Trois soldats canadiens sont morts. Leur blindé a sauté sur une mine, mardi, à 17h40, en banlieue de Kandahar. Encore des morts: 111 depuis le début de la guerre.

À chaque mort, la même question revient: pourquoi cette guerre? La question est plus lancinante depuis que le premier ministre Stephen Harper a avoué, lors d'une entrevue à CNN, que les Occidentaux ne gagneront pas la guerre.

 

«Jamais nous ne battrons les insurgés», a-t-il confié à un journaliste américain.

On ne peut pas accuser Stephen Harper d'être responsable de la mort de ces trois soldats. Trop facile. Le premier ministre a enfin eu le courage de dire la vérité même si elle fait mal. Une vérité toute nue. Le problème, c'est ce qu'on fait avec cette vérité. Pour l'instant, M. Harper ne bouge pas. Il a lancé sa bombe, puis il s'est tu. Zéro stratégie.

Que doit faire le Canada? Rester en Afghanistan et continuer à se battre dans une guerre vouée à l'échec? Ou se retirer et laisser le pays sombrer dans le chaos? Car c'est ce qui arrivera, n'en doutez pas.

«Il y aurait les seigneurs de la guerre d'un côté et les talibans de l'autre, croit Didier Chaudet, spécialiste de l'Afghanistan. Ceux qui n'ont pas de milice seraient vite balayés, le président Hamid Karzaï en premier.»

Le même scénario catastrophe qui a suivi le retrait des Soviétiques risque de se répéter. Armés par les Américains, les seigneurs de la guerre ont combattu les Russes pendant 10 ans, puis ils se sont battus entre eux pour prendre le pouvoir. L'Afghanistan a alors basculé dans une sanglante guerre civile.

Les Occidentaux se sont royalement piégés en Afghanistan. Ils ne peuvent pas reconstruire sans se battre, car les talibans les attaquent. Et ils se battent pour reconstruire un pays qui risque de chavirer de nouveau dans la guerre civile après leur départ.

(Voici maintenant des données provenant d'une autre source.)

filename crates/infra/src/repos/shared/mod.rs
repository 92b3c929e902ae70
pub mod inmemory_repo;
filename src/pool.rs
//! A `Pool` owns one contiguous address-space reservation and tiles
//! its mapped prefix with an intrusive doubly-linked list of chunks.
//! Splitting, coalescing, in-place growth and the free-chunk hint all
//! live here.
//!
//! The large pool reuses the same struct with `size == 0` as a
//! registry of individually mapped chunks; its operations are in
//! `large.rs`.
#[cfg(any(
    all(test, feature = "check_contracts_in_tests"),
    feature = "check_contracts"
))]
use contracts::*;
#[cfg(not(any(
    all(test, feature = "check_contracts_in_tests"),
    feature = "check_contracts"
)))]
use disabled_contracts::*;

use std::ptr;

use crate::alignment::align_up;
use crate::chunk;
use crate::chunk::ChunkHeader;
use crate::chunk::HEADER_SIZE;
use crate::map;

pub struct Pool {
    /// Short display tag ("TINY" / "SMALL" / "LARGE").
    pub(crate) slug: &'static str,
    /// Total reserved bytes; 0 is the large-pool sentinel.
    pub(crate) size: usize,
    /// Inclusive bounds on the total chunk size (payload + header)
    /// this pool accepts.
    pub(crate) min_chunk_size: usize,
    pub(crate) max_chunk_size: usize,
    /// Base of the reservation; null until first use.
    pub(crate) data: *mut u8,
    /// Frontier: first byte of the reservation never handed to a
    /// chunk.  Grows as chunks are built, retreats on tail release.
    pub(crate) unmapped: *mut u8,
    /// Head and tail of the intrusive chunk list.
    pub(crate) chunks: *mut ChunkHeader,
    pub(crate) last_chunk: *mut ChunkHeader,
    /// Best-known small free chunk.  Advisory: correctness never
    /// depends on it being up to date.
    pub(crate) free_chunks: *mut ChunkHeader,
}

impl Pool {
    pub(crate) const fn unconfigured() -> Pool {
        Pool {
            slug: "",
            size: 0,
            min_chunk_size: 0,
            max_chunk_size: 0,
            data: ptr::null_mut(),
            unmapped: ptr::null_mut(),
            chunks: ptr::null_mut(),
            last_chunk: ptr::null_mut(),
            free_chunks: ptr::null_mut(),
        }
    }

    #[inline]
    pub(crate) fn is_large(&self) -> bool {
        self.size == 0
    }

    pub(crate) fn iter(&self) -> chunk::ChunkIter {
        chunk::iter_from(self.chunks)
    }

    /// Maps the pool's reservation on first use.  Returns false when
    /// the OS refuses, which callers surface as out-of-memory.
    #[ensures(ret -> self.is_large() || !self.data.is_null())]
    pub(crate) fn reserve(&mut self) -> bool {
        if !self.data.is_null() || self.size == 0 {
            return true;
        }

        match map::reserve_region(self.size) {
            Ok(base) => {
                self.data = base.as_ptr() as *mut u8;
                self.unmapped = self.data;
                true
            }
            Err(_) => false,
        }
    }

    /// Bytes of the reservation beyond the frontier.
    pub(crate) fn frontier_room(&self) -> usize {
        let end = self.data as usize + self.size;
        let unmapped = self.unmapped as usize;

        if unmapped > end {
            0
        } else {
            end - unmapped
        }
    }

    /// Remembers `chunk` as the reuse hint if it is smaller than the
    /// current one.
    fn note_freed_chunk(&mut self, chunk: *mut ChunkHeader) {
        if self.free_chunks.is_null()
            || unsafe { (*chunk).size < (*self.free_chunks).size }
        {
            self.free_chunks = chunk;
        }
    }

    /// Drops the hint and recomputes it from the head of the list.
    fn refresh_free_hint(&mut self) {
        self.free_chunks = ptr::null_mut();
        self.free_chunks = self.find_next_unused(ptr::null_mut(), 0);
    }

    /// Returns the first free chunk of at least `min_size` payload
    /// bytes, walking `next` from `from` (null means: try the hint,
    /// then the head).
    pub(crate) fn find_next_unused(
        &self,
        from: *mut ChunkHeader,
        min_size: usize,
    ) -> *mut ChunkHeader {
        let mut cur = from;

        if cur.is_null() {
            // The hint is advisory; trust it only while it is still
            // free and big enough.
            if chunk::is_free(self.free_chunks)
                && unsafe { (*self.free_chunks).size } >= min_size
            {
                return self.free_chunks;
            }
            cur = self.chunks;
        }

        unsafe {
            while !cur.is_null() && ((*cur).used || (*cur).size < min_size) {
                cur = (*cur).next;
            }
        }
        chunk::assert_chunk(cur);
        cur
    }

    /// Lays a fresh chunk at the frontier and links it as the new
    /// tail.  Returns null when the frontier is exhausted.
    #[requires(align_up(requested) + HEADER_SIZE <= self.max_chunk_size,
               "Frontier chunks stay within the pool's size class")]
    #[ensures(ret.is_null() || chunk::is_live(ret))]
    pub(crate) fn build_chunk(&mut self, requested: usize) -> *mut ChunkHeader {
        let data_size = align_up(requested);
        let chunk_size = data_size + HEADER_SIZE;

        if self.frontier_room() < chunk_size {
            return ptr::null_mut();
        }

        unsafe {
            let built =
                chunk::write_header(self.unmapped, data_size, true, self.last_chunk, ptr::null_mut());

            if self.chunks.is_null() {
                self.chunks = built;
            } else {
                (*self.last_chunk).next = built;
            }
            self.last_chunk = built;

            let end = self.data.add(self.size);
            let mut new_unmapped = self.unmapped.add(chunk_size);
            if new_unmapped > end {
                new_unmapped = end;
            }
            self.unmapped = new_unmapped;

            chunk::assert_chunk(built);
            built
        }
    }

    /// Whether `chunk` can be split into a used left half of
    /// `split_size` payload bytes and a right remainder that still
    /// meets the pool's minimum chunk size.
    pub(crate) fn can_split(&self, chunk: *mut ChunkHeader, split_size: usize) -> bool {
        if self.size == 0 {
            return false;
        }

        let total = unsafe { (*chunk).total_size() };
        let left_total = split_size + HEADER_SIZE;
        if total < left_total {
            return false;
        }

        total - left_total >= self.min_chunk_size
    }

    /// Splits `chunk`, keeping the left half used at `requested`
    /// (aligned up) payload bytes.  The right remainder is linked in
    /// free and coalesced with its own right neighbour; it is
    /// returned.
    #[requires(self.can_split(chunk, align_up(requested)),
               "Callers check can_split first")]
    pub(crate) fn split_chunk(
        &mut self,
        chunk: *mut ChunkHeader,
        requested: usize,
    ) -> *mut ChunkHeader {
        let size = align_up(requested);

        unsafe {
            let total = (*chunk).total_size();
            let left_total = size + HEADER_SIZE;
            let right_total = total - left_total;

            let right = chunk::write_header(
                (chunk as *mut u8).add(left_total),
                right_total - HEADER_SIZE,
                false,
                chunk,
                (*chunk).next,
            );

            if !(*chunk).next.is_null() {
                (*(*chunk).next).prev = right;
            }
            (*chunk).size = size;
            (*chunk).used = true;
            (*chunk).next = right;

            if self.last_chunk == chunk {
                self.last_chunk = right;
            }

            self.refresh_free_hint();
            let right = self.merge_around(right);

            chunk::assert_chunk(chunk);
            chunk::assert_chunk(right);
            right
        }
    }

    /// Folds `b` into its left physical neighbour `a`.
    #[requires(!a.is_null() && !b.is_null(), "Merging takes two real chunks")]
    fn merge_two(&mut self, a: *mut ChunkHeader, b: *mut ChunkHeader) {
        unsafe {
            debug_assert_eq!((*a).next, b);
            debug_assert_eq!((*b).prev, a);

            (*a).size += (*b).total_size();
            (*a).next = (*b).next;
            if !(*b).next.is_null() {
                (*(*b).next).prev = a;
            }

            if self.last_chunk == b {
                self.last_chunk = a;
            }
            if self.free_chunks == b {
                self.free_chunks = a;
            }
            chunk::assert_chunk(a);
        }
    }

    /// Absorbs every free neighbour of `chunk`, rightward then
    /// leftward, and returns the resulting (possibly shifted) chunk.
    pub(crate) fn merge_around(&mut self, chunk: *mut ChunkHeader) -> *mut ChunkHeader {
        let mut chunk = chunk;

        unsafe {
            let mut next = (*chunk).next;
            while chunk::is_free(next) {
                self.merge_two(chunk, next);
                next = (*chunk).next;
            }

            let mut prev = (*chunk).prev;
            while chunk::is_free(prev) {
                self.merge_two(prev, chunk);
                chunk = prev;
                prev = (*chunk).prev;
            }
        }
        chunk
    }

    /// Attempts to satisfy `new_req` in place: already big enough, a
    /// tail extension into the frontier, or a merge with a free right
    /// neighbour (split back if room remains).  Returns null when the
    /// chunk cannot grow here.
    pub(crate) fn grow_chunk(
        &mut self,
        chunk: *mut ChunkHeader,
        new_req: usize,
    ) -> *mut ChunkHeader {
        let new_size = align_up(new_req);
        let new_chunk_size = new_size + HEADER_SIZE;

        unsafe {
            if new_size <= (*chunk).size {
                return chunk;
            }
            if new_chunk_size > self.max_chunk_size {
                return ptr::null_mut();
            }

            if (*chunk).next.is_null() {
                if self.frontier_room() < new_chunk_size {
                    return ptr::null_mut();
                }
                (*chunk).size = new_size;
                self.unmapped = (chunk as *mut u8).add(new_chunk_size);
                chunk::assert_chunk(chunk);
                return chunk;
            }

            let next = (*chunk).next;
            if !(*next).used
                && (*next).total_size() + (*chunk).total_size() >= new_chunk_size
            {
                self.merge_two(chunk, next);
                if self.can_split(chunk, new_size) {
                    self.split_chunk(chunk, new_req);
                } else {
                    // The merge may have folded the free hint into a
                    // live chunk.
                    self.refresh_free_hint();
                }
                chunk::assert_chunk(chunk);
                return chunk;
            }

            ptr::null_mut()
        }
    }

    /// Serves `requested` bytes from this pool: reuse a free chunk
    /// (splitting any surplus) or build at the frontier.  Null means
    /// the pool is exhausted.
    #[requires(requested > 0)]
    #[requires(align_up(requested) + HEADER_SIZE <= self.max_chunk_size,
               "The dispatcher routes requests to a pool that fits them")]
    #[ensures(ret.is_null() || chunk::is_live(ret))]
    pub(crate) fn allocate(&mut self, requested: usize) -> *mut ChunkHeader {
        let size = align_up(requested);

        let found = self.find_next_unused(ptr::null_mut(), size);
        if found.is_null() {
            return self.build_chunk(requested);
        }

        if self.can_split(found, size) {
            self.split_chunk(found, requested);
            self.free_chunks = ptr::null_mut();
            self.free_chunks = self.find_next_unused(unsafe { (*found).next }, 0);
        } else {
            unsafe {
                (*found).used = true;
            }
            self.refresh_free_hint();
        }

        chunk::assert_chunk(found);
        found
    }

    /// Releases a live chunk: coalesce around it, then either retract
    /// the frontier (tail) or remember it as the reuse hint.
    #[requires(chunk::is_live(chunk), "Only live chunks are released")]
    pub(crate) fn release(&mut self, chunk: *mut ChunkHeader) {
        unsafe {
            (*chunk).used = false;
        }
        let chunk = self.merge_around(chunk);

        unsafe {
            if (*chunk).next.is_null() {
                // Tail release: the chunk rejoins the frontier instead
                // of lingering as a trailing free chunk.
                if self.chunks == chunk {
                    self.chunks = ptr::null_mut();
                }
                self.last_chunk = (*chunk).prev;
                if !(*chunk).prev.is_null() {
                    (*(*chunk).prev).next = ptr::null_mut();
                }
                self.unmapped = chunk as *mut u8;
                self.refresh_free_hint();
            } else {
                self.note_freed_chunk(chunk);
            }
        }
    }

    /// Maps a payload pointer back to its chunk, or null.  Non-large
    /// pools reject out-of-range pointers in O(1) and then walk from
    /// whichever end of the list is closer.
    pub(crate) fn find_by_payload(&self, ptr: *mut u8) -> *mut ChunkHeader {
        if ptr.is_null() {
            return std::ptr::null_mut();
        }

        if !self.is_large() {
            let addr = ptr as usize;
            if addr < self.data as usize || addr >= self.unmapped as usize {
                return std::ptr::null_mut();
            }

            let closer_to_end = addr - self.data as usize > self.unmapped as usize - addr;
            if closer_to_end {
                let mut cur = self.last_chunk;
                unsafe {
                    while !cur.is_null() && (*cur).payload() != ptr {
                        cur = (*cur).prev;
                    }
                }
                return cur;
            }
        }

        let mut cur = self.chunks;
        unsafe {
            while !cur.is_null() {
                if (*cur).payload() == ptr {
                    return cur;
                }
                cur = (*cur).next;
            }
        }
        std::ptr::null_mut()
    }
}

#[cfg(test)]
impl Pool {
    /// Verifies the tiling invariants: the list exactly covers
    /// `[data, unmapped)`, `last_chunk` terminates it, and no two
    /// adjacent chunks are both free.
    pub(crate) fn check_tiling(&self) {
        if self.chunks.is_null() {
            assert_eq!(self.unmapped, self.data);
            assert!(self.last_chunk.is_null());
            return;
        }

        assert_eq!(self.chunks as *mut u8, self.data);

        let mut cursor = self.data;
        let mut prev: *mut ChunkHeader = std::ptr::null_mut();
        let mut prev_free = false;
        for cur in self.iter() {
            let header = unsafe { &*cur };
            assert_eq!(cur as *mut u8, cursor, "gap or overlap in the tiling");
            assert_eq!(header.prev, prev);
            assert!(header.size > 0);
            assert_eq!(header.size % crate::alignment::ALIGNMENT, 0);
            assert!(
                !(prev_free && !header.used),
                "two adjacent free chunks survived coalescing"
            );

            prev_free = !header.used;
            prev = cur;
            cursor = cursor.wrapping_add(header.total_size());
        }

        assert_eq!(prev, self.last_chunk);
        assert_eq!(cursor, self.unmapped);
    }
}
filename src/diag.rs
//! Allocation-free diagnostic output.  The introspection routines run
//! under the heap lock, in a process whose allocator may be this very
//! library, so they must not allocate while formatting.  `FdWriter`
//! buffers into a fixed array and flushes straight to a file
//! descriptor.
use std::fmt;

pub(crate) const STDOUT_FD: libc::c_int = 1;
pub(crate) const STDERR_FD: libc::c_int = 2;

const BUF_SIZE: usize = 256;

pub(crate) struct FdWriter {
    fd: libc::c_int,
    buf: [u8; BUF_SIZE],
    len: usize,
}

impl FdWriter {
    pub(crate) fn new(fd: libc::c_int) -> Self {
        FdWriter {
            fd,
            buf: [0; BUF_SIZE],
            len: 0,
        }
    }

    /// Hands the buffered bytes to the OS.  Output is best effort: a
    /// short or failed write drops the rest of the buffer.
    pub(crate) fn flush(&mut self) {
        let mut off = 0;

        while off < self.len {
            let ret = unsafe {
                libc::write(
                    self.fd,
                    self.buf[off..].as_ptr() as *const libc::c_void,
                    self.len - off,
                )
            };
            if ret <= 0 {
                break;
            }
            off += ret as usize;
        }
        self.len = 0;
    }
}

impl fmt::Write for FdWriter {
    fn write_str(&mut self, s: &str) -> fmt::Result {
        let mut bytes = s.as_bytes();

        while !bytes.is_empty() {
            if self.len == BUF_SIZE {
                self.flush();
            }

            let room = BUF_SIZE - self.len;
            let take = room.min(bytes.len());
            self.buf[self.len..self.len + take].copy_from_slice(&bytes[..take]);
            self.len += take;
            bytes = &bytes[take..];
        }
        Ok(())
    }
}

impl Drop for FdWriter {
    fn drop(&mut self) {
        self.flush();
    }
}

#[cfg(test)]
mod tests {
    use super::*;
    use std::fmt::Write;

    fn read_all(fd: libc::c_int) -> Vec<u8> {
        let mut out = Vec::new();
        let mut buf = [0u8; 1024];

        loop {
            let n = unsafe { libc::read(fd, buf.as_mut_ptr() as *mut libc::c_void, buf.len()) };
            if n <= 0 {
                break;
            }
            out.extend_from_slice(&buf[..n as usize]);
        }
        out
    }

    #[test]
    fn test_write_through_pipe() {
        let mut fds = [0 as libc::c_int; 2];
        assert_eq!(unsafe { libc::pipe(fds.as_mut_ptr()) }, 0);

        {
            let mut writer = FdWriter::new(fds[1]);
            write!(writer, "hello {:#x}", 42).unwrap();
            // Drop flushes.
        }
        unsafe { libc::close(fds[1]) };

        assert_eq!(read_all(fds[0]), b"hello 0x2a");
        unsafe { libc::close(fds[0]) };
    }

    #[test]
    fn test_write_larger_than_buffer() {
        let mut fds = [0 as libc::c_int; 2];
        assert_eq!(unsafe { libc::pipe(fds.as_mut_ptr()) }, 0);

        let line = "0123456789abcdef";
        {
            let mut writer = FdWriter::new(fds[1]);
            for _ in 0..64 {
                writer.write_str(line).unwrap();
            }
        }
        unsafe { libc::close(fds[1]) };

        let out = read_all(fds[0]);
        assert_eq!(out.len(), 64 * line.len());
        assert!(out.chunks(16).all(|c| c == line.as_bytes()));
        unsafe { libc::close(fds[0]) };
    }
}
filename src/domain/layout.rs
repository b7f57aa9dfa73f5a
//! Chart styling policy. Pure presentation metadata: nothing here changes a
//! computed value.

use serde::{Deserialize, Serialize};
use std::collections::BTreeMap;
use std::fmt;
use std::str::FromStr;

use crate::domain::error::ChartError;
use crate::ports::config_port::ConfigPort;

/// Colors handed out to moving averages that have no explicit mapping.
const FALLBACK_MA_COLORS: [&str; 6] = ["orange", "purple", "teal", "brown", "olive", "navy"];

#[derive(Debug, Clone, Copy, PartialEq, Eq, Default, Serialize, Deserialize)]
#[serde(rename_all = "kebab-case")]
pub enum LegendPosition {
    #[default]
    TopRight,
    TopLeft,
    BottomRight,
    BottomLeft,
    Hidden,
}

impl FromStr for LegendPosition {
    type Err = String;

    fn from_str(s: &str) -> Result<Self, Self::Err> {
        match s.trim().to_lowercase().as_str() {
            "top-right" => Ok(LegendPosition::TopRight),
            "top-left" => Ok(LegendPosition::TopLeft),
            "bottom-right" => Ok(LegendPosition::BottomRight),
            "bottom-left" => Ok(LegendPosition::BottomLeft),
            "hidden" | "none" => Ok(LegendPosition::Hidden),
            other => Err(format!("unknown legend position '{other}'")),
        }
    }
}

impl fmt::Display for LegendPosition {
    fn fmt(&self, f: &mut fmt::Formatter<'_>) -> fmt::Result {
        let s = match self {
            LegendPosition::TopRight => "top-right",
            LegendPosition::TopLeft => "top-left",
            LegendPosition::BottomRight => "bottom-right",
            LegendPosition::BottomLeft => "bottom-left",
            LegendPosition::Hidden => "hidden",
        };
        write!(f, "{s}")
    }
}

/// Figure margins in pixels.
#[derive(Debug, Clone, Copy, PartialEq, Serialize, Deserialize)]
pub struct MarginSpec {
    pub left: u32,
    pub right: u32,
    pub bottom: u32,
    pub top: u32,
    pub pad: u32,
}

impl Default for MarginSpec {
    fn default() -> Self {
        Self {
            left: 50,
            right: 50,
            bottom: 100,
            top: 100,
            pad: 4,
        }
    }
}

#[derive(Debug, Clone, PartialEq, Serialize, Deserialize)]
pub struct RenderPolicy {
    pub background_color: String,
    pub candle_up_color: String,
    pub candle_down_color: String,
    pub ma_colors: BTreeMap<usize, String>,
    pub volume_bar_color: String,
    pub legend_position: LegendPosition,
    /// Share of the figure height given to the price panel; the volume panel
    /// takes the remainder.
    pub price_panel_ratio: f64,
    pub margin: MarginSpec,
    pub height: u32,
    pub price_axis_title: String,
    pub range_slider: bool,
}

impl Default for RenderPolicy {
    fn default() -> Self {
        let mut ma_colors = BTreeMap::new();
        ma_colors.insert(50, "gray".to_string());
        ma_colors.insert(200, "lightgray".to_string());
        Self {
            background_color: "lightsteelblue".to_string(),
            candle_up_color: "green".to_string(),
            candle_down_color: "red".to_string(),
            ma_colors,
            volume_bar_color: "red".to_string(),
            legend_position: LegendPosition::TopRight,
            price_panel_ratio: 0.7,
            margin: MarginSpec::default(),
            height: 600,
            price_axis_title: "Price (USD $/share)".to_string(),
            range_slider: false,
        }
    }
}

impl RenderPolicy {
    /// Height shares for the (price, volume) panels.
    pub fn panel_height_ratio(&self) -> (f64, f64) {
        (self.price_panel_ratio, 1.0 - self.price_panel_ratio)
    }

    /// Color for the moving average of `window`; `position` is its index in
    /// the supplied indicator list and picks a fallback color when unmapped.
    pub fn ma_color(&self, window: usize, position: usize) -> String {
        self.ma_colors
            .get(&window)
            .cloned()
            .unwrap_or_else(|| FALLBACK_MA_COLORS[position % FALLBACK_MA_COLORS.len()].to_string())
    }

    pub fn validate(&self) -> Result<(), ChartError> {
        if !(self.price_panel_ratio > 0.0 && self.price_panel_ratio < 1.0) {
            return Err(ChartError::config_invalid(
                "layout",
                "price_panel_ratio",
                "price_panel_ratio must be between 0 and 1 (exclusive)",
            ));
        }
        if self.height == 0 {
            return Err(ChartError::config_invalid(
                "layout",
                "height",
                "height must be positive",
            ));
        }
        Ok(())
    }

    /// Reads the `[layout]` section, falling back to defaults per key.
    pub fn from_config(config: &dyn ConfigPort) -> Result<Self, ChartError> {
        let defaults = Self::default();
        let string = |key: &str, default: &str| {
            config
                .get_string("layout", key)
                .map(|s| s.trim().to_string())
                .filter(|s| !s.is_empty())
                .unwrap_or_else(|| default.to_string())
        };

        let ma_colors = match config.get_string("layout", "ma_colors") {
            Some(text) => parse_ma_colors(&text)?,
            None => defaults.ma_colors.clone(),
        };

        let legend_position = match config.get_string("layout", "legend_position") {
            Some(text) => text.parse().map_err(|reason: String| {
                ChartError::config_invalid("layout", "legend_position", reason)
            })?,
            None => defaults.legend_position,
        };

        let margin = MarginSpec {
            left: read_u32(config, "margin_left", defaults.margin.left)?,
            right: read_u32(config, "margin_right", defaults.margin.right)?,
            bottom: read_u32(config, "margin_bottom", defaults.margin.bottom)?,
            top: read_u32(config, "margin_top", defaults.margin.top)?,
            pad: read_u32(config, "margin_pad", defaults.margin.pad)?,
        };

        let policy = Self {
            background_color: string("background_color", &defaults.background_color),
            candle_up_color: string("candle_up_color", &defaults.candle_up_color),
            candle_down_color: string("candle_down_color", &defaults.candle_down_color),
            ma_colors,
            volume_bar_color: string("volume_bar_color", &defaults.volume_bar_color),
            legend_position,
            price_panel_ratio: config.get_double(
                "layout",
                "price_panel_ratio",
                defaults.price_panel_ratio,
            ),
            margin,
            height: read_u32(config, "height", defaults.height)?,
            price_axis_title: string("price_axis_title", &defaults.price_axis_title),
            range_slider: config.get_bool("layout", "range_slider", defaults.range_slider),
        };
        policy.validate()?;
        Ok(policy)
    }
}

fn read_u32(config: &dyn ConfigPort, key: &str, default: u32) -> Result<u32, ChartError> {
    let value = config.get_int("layout", key, default as i64);
    u32::try_from(value).map_err(|_| {
        ChartError::config_invalid("layout", key, format!("{key} must be a non-negative integer"))
    })
}

/// Parses `50:gray, 200:lightgray`.
pub fn parse_ma_colors(input: &str) -> Result<BTreeMap<usize, String>, ChartError> {
    let mut colors = BTreeMap::new();
    for entry in input.split(',').map(str::trim).filter(|e| !e.is_empty()) {
        let (window, color) = entry.split_once(':').ok_or_else(|| {
            ChartError::config_invalid(
                "layout",
                "ma_colors",
                format!("entry '{entry}' is not window:color"),
            )
        })?;
        let window: usize = window.trim().parse().map_err(|_| {
            ChartError::config_invalid(
                "layout",
                "ma_colors",
                format!("window '{}' is not an integer", window.trim()),
            )
        })?;
        let color = color.trim();
        if color.is_empty() {
            return Err(ChartError::config_invalid(
                "layout",
                "ma_colors",
                format!("no color given for window {window}"),
            ));
        }
        colors.insert(window, color.to_string());
    }
    Ok(colors)
}

#[cfg(test)]
mod tests {
    use super::*;
    use crate::adapters::file_config_adapter::FileConfigAdapter;

    #[test]
    fn defaults_match_classic_chart() {
        let policy = RenderPolicy::default();
        assert_eq!(policy.background_color, "lightsteelblue");
        assert_eq!(policy.ma_color(50, 0), "gray");
        assert_eq!(policy.ma_color(200, 1), "lightgray");
        assert_eq!(policy.volume_bar_color, "red");
        assert_eq!(policy.panel_height_ratio(), (0.7, 1.0 - 0.7));
        assert_eq!(
            policy.margin,
            MarginSpec {
                left: 50,
                right: 50,
                bottom: 100,
                top: 100,
                pad: 4
            }
        );
        assert!(!policy.range_slider);
        assert!(policy.validate().is_ok());
    }

    #[test]
    fn unmapped_window_uses_fallback_palette() {
        let policy = RenderPolicy::default();
        assert_eq!(policy.ma_color(20, 0), "orange");
        assert_eq!(policy.ma_color(20, 1), "purple");
        assert_eq!(policy.ma_color(20, 6), "orange");
    }

    #[test]
    fn validate_rejects_degenerate_ratio() {
        for ratio in [0.0, 1.0, -0.2, 1.5, f64::NAN] {
            let policy = RenderPolicy {
                price_panel_ratio: ratio,
                ..RenderPolicy::default()
            };
            assert!(policy.validate().is_err(), "ratio {ratio} accepted");
        }
    }

    #[test]
    fn parse_ma_colors_reads_pairs() {
        let colors = parse_ma_colors("20: blue, 50:gray").unwrap();
        assert_eq!(colors.get(&20).map(String::as_str), Some("blue"));
        assert_eq!(colors.get(&50).map(String::as_str), Some("gray"));
    }

    #[test]
    fn parse_ma_colors_rejects_garbage() {
        assert!(parse_ma_colors("fifty:gray").is_err());
        assert!(parse_ma_colors("50-gray").is_err());
        assert!(parse_ma_colors("50:").is_err());
    }

    #[test]
    fn from_config_overrides_selected_keys() {
        let ini = "[layout]\n\
            background_color = white\n\
            ma_colors = 10:black\n\
            price_panel_ratio = 0.6\n\
            legend_position = bottom-left\n\
            margin_top = 40\n";
        let adapter = FileConfigAdapter::from_string(ini).unwrap();
        let policy = RenderPolicy::from_config(&adapter).unwrap();

        assert_eq!(policy.background_color, "white");
        assert_eq!(policy.ma_color(10, 0), "black");
        assert_eq!(policy.price_panel_ratio, 0.6);
        assert_eq!(policy.legend_position, LegendPosition::BottomLeft);
        assert_eq!(policy.margin.top, 40);
        assert_eq!(policy.margin.left, 50);
        assert_eq!(policy.volume_bar_color, "red");
    }

    #[test]
    fn from_config_without_section_is_default() {
        let adapter = FileConfigAdapter::from_string("[chart]\nmode = strict\n").unwrap();
        assert_eq!(RenderPolicy::from_config(&adapter).unwrap(), RenderPolicy::default());
    }

    #[test]
    fn from_config_rejects_bad_ratio() {
        let adapter =
            FileConfigAdapter::from_string("[layout]\nprice_panel_ratio = 1.2\n").unwrap();
        let err = RenderPolicy::from_config(&adapter).unwrap_err();
        assert!(matches!(err, ChartError::ConfigInvalid { key, .. } if key == "price_panel_ratio"));
    }

    #[test]
    fn legend_position_parses() {
        assert_eq!("TOP-LEFT".parse::<LegendPosition>(), Ok(LegendPosition::TopLeft));
        assert_eq!("none".parse::<LegendPosition>(), Ok(LegendPosition::Hidden));
        assert!("middle".parse::<LegendPosition>().is_err());
    }
}
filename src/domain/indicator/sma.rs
//! Simple Moving Average over closing prices.
//!
//! O(n) sliding window: each step adds the entering close and subtracts the
//! one leaving the window.
//! Strict warmup: first (window-1) points undefined.
//! Partial warmup: first (window-1) points are prefix means.

use crate::domain::error::ChartError;
use crate::domain::indicator::{IndicatorPoint, IndicatorSeries, WindowMode};
use crate::domain::ohlcv::PriceSeries;

pub fn moving_average(
    series: &PriceSeries,
    window: usize,
    mode: WindowMode,
) -> Result<IndicatorSeries, ChartError> {
    if window == 0 {
        return Err(ChartError::Computation {
            reason: "moving average window must be at least 1".to_string(),
        });
    }

    let records = series.records();
    let mut values = Vec::with_capacity(records.len());
    let mut window_sum: f64 = 0.0;

    for (i, record) in records.iter().enumerate() {
        window_sum += record.close;
        if i >= window {
            window_sum -= records[i - window].close;
        }

        let filled = i + 1 >= window;
        let value = match (filled, mode) {
            (true, _) => Some(window_sum / window as f64),
            (false, WindowMode::Partial) => Some(window_sum / (i + 1) as f64),
            (false, WindowMode::Strict) => None,
        };

        values.push(IndicatorPoint {
            date: record.date,
            value,
        });
    }

    Ok(IndicatorSeries {
        window,
        mode,
        values,
    })
}
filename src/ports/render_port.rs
//! Chart output port.

use std::path::Path;

use crate::domain::chart::ChartSpec;
use crate::domain::error::ChartError;

/// Port for handing a composed chart to a renderer.
pub trait RenderPort {
    fn render(&self, chart: &ChartSpec, output_path: &Path) -> Result<(), ChartError>;

    /// File extension the renderer writes, without the dot.
    fn extension(&self) -> &'static str;
}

L'Afghanistan sera détruit et il aura besoin - encore! - d'être reconstruit. On tourne en rond. C'est pathétique.

Stephen Harper mise sur les soldats afghans. La relève. Je ne veux pas le décourager, mais ce n'est pas demain la veille que l'armée afghane pourra se frotter aux talibans. Les soldats sont sous-équipés et sous-entraînés. Une armée broche-à-foin davantage préoccupée par la qualité du pot qu'elle consomme en grande quantité que par la chasse aux talibans.

Les Occidentaux se sont lancés tête baissée en Afghanistan sans se douter de l'immensité de la tâche, de la résistance des talibans, de la force d'Al-Qaeda et de la complexité de ce pays, patchwork fait de clans, de tribus et d'ethnies.

Aujourd'hui, ils en paient le prix. Ils tournent en rond en laissant des morts sur le champ de bataille.

Le 20 août, il y aura des élections en Afghanistan. Le président Hamid Karzaï veut sauver sa tête. Sa cote de popularité est en chute libre, lui, le chouchou des Américains pendant des années, celui en qui l'Occident avait placé tous ses espoirs.

Karzaï a déçu. Son gouvernement est rongé par la corruption. Il vit dans sa bulle, à Kaboul, loin du peuple.

Il sait que les Américains sont en train de le lâcher. C'est pour ça qu'il a tenté un coup de force en essayant de devancer les élections de trois mois. Il voulait prendre de court ses opposants et la communauté internationale.

Mais hier, la commission électorale a tranché: les élections auront lieu en août. Avril est exclu: le pays est trop instable, les talibans trop menaçants.

Olivier Roy, expert de l'Afghanistan, croit que Karzaï va perdre. «Il est très impopulaire et la vague de mécontentement est très forte.»

Parmi les candidats à la présidence figure Gul Agha Sherzaï, ancien seigneur de la guerre et chef d'une puissante tribu pachtoune, les Barakzaï. Un homme à la réputation sulfureuse, immensément riche. Je l'ai rencontré trois fois.

La dernière fois, c'était en octobre 2007, chez lui, à Kaboul. Il était en retard, car il revenait de Sheerpur, un quartier ultrachic de la capitale où vivent trafiquants de drogue, ministres et seigneurs de la guerre dans des maisons gigantesques plus tapageuses les unes que les autres. Il avait visité un terrain que le gouvernement venait de lui donner.

Je lui avais demandé combien il valait. Il m'avait répondu en riant qu'il n'avait pas le temps de compter ses millions.

Et cet homme veut devenir président de l'Afghanistan. Ça vous donne une idée du pays.